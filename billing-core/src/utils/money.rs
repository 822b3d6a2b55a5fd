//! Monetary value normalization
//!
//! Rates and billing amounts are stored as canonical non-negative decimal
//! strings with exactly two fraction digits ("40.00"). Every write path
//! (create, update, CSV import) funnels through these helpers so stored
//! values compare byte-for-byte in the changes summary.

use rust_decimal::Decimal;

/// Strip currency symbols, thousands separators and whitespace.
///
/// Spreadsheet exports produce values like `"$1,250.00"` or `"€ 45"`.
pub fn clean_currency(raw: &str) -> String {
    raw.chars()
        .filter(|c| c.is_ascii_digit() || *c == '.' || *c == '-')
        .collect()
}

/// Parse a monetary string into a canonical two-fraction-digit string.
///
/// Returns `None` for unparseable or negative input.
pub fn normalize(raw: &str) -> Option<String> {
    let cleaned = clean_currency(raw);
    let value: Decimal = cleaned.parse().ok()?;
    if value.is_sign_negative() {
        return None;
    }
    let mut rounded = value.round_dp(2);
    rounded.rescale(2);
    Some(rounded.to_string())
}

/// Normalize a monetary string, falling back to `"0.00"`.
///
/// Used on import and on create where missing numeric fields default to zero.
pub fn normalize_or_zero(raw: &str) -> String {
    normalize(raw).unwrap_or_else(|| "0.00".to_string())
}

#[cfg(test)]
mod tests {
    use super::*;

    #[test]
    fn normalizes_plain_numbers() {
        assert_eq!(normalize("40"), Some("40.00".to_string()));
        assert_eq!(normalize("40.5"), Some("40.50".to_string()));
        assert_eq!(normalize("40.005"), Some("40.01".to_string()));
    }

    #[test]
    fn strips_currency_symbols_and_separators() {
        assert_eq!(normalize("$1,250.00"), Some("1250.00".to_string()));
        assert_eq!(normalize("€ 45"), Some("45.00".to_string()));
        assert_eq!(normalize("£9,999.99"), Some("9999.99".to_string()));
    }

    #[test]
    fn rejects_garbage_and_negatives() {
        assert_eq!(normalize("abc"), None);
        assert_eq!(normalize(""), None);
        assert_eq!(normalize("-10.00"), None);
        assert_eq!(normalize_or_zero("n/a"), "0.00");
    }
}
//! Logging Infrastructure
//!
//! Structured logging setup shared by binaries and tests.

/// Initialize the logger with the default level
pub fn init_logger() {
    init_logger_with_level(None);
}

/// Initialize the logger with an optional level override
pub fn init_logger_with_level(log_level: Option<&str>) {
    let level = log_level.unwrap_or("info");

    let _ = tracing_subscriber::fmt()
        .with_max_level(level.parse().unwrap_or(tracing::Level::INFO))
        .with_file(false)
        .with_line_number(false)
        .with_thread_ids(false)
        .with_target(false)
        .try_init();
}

— WHAT TO DO —
All lines in the data above from the one with "let cleaned = clean_currency(raw);" through the one with "use super::*;" must be repeated exactly, and no others.

— OUTPUT OF THE EXERCISE —
    let cleaned = clean_currency(raw);
    let value: Decimal = cleaned.parse().ok()?;
    if value.is_sign_negative() {
        return None;
    }
    let mut rounded = value.round_dp(2);
    rounded.rescale(2);
    Some(rounded.to_string())
}

/// Normalize a monetary string, falling back to `"0.00"`.
///
/// Used on import and on create where missing numeric fields default to zero.
pub fn normalize_or_zero(raw: &str) -> String {
    normalize(raw).unwrap_or_else(|| "0.00".to_string())
}

#[cfg(test)]
mod tests {
    use super::*;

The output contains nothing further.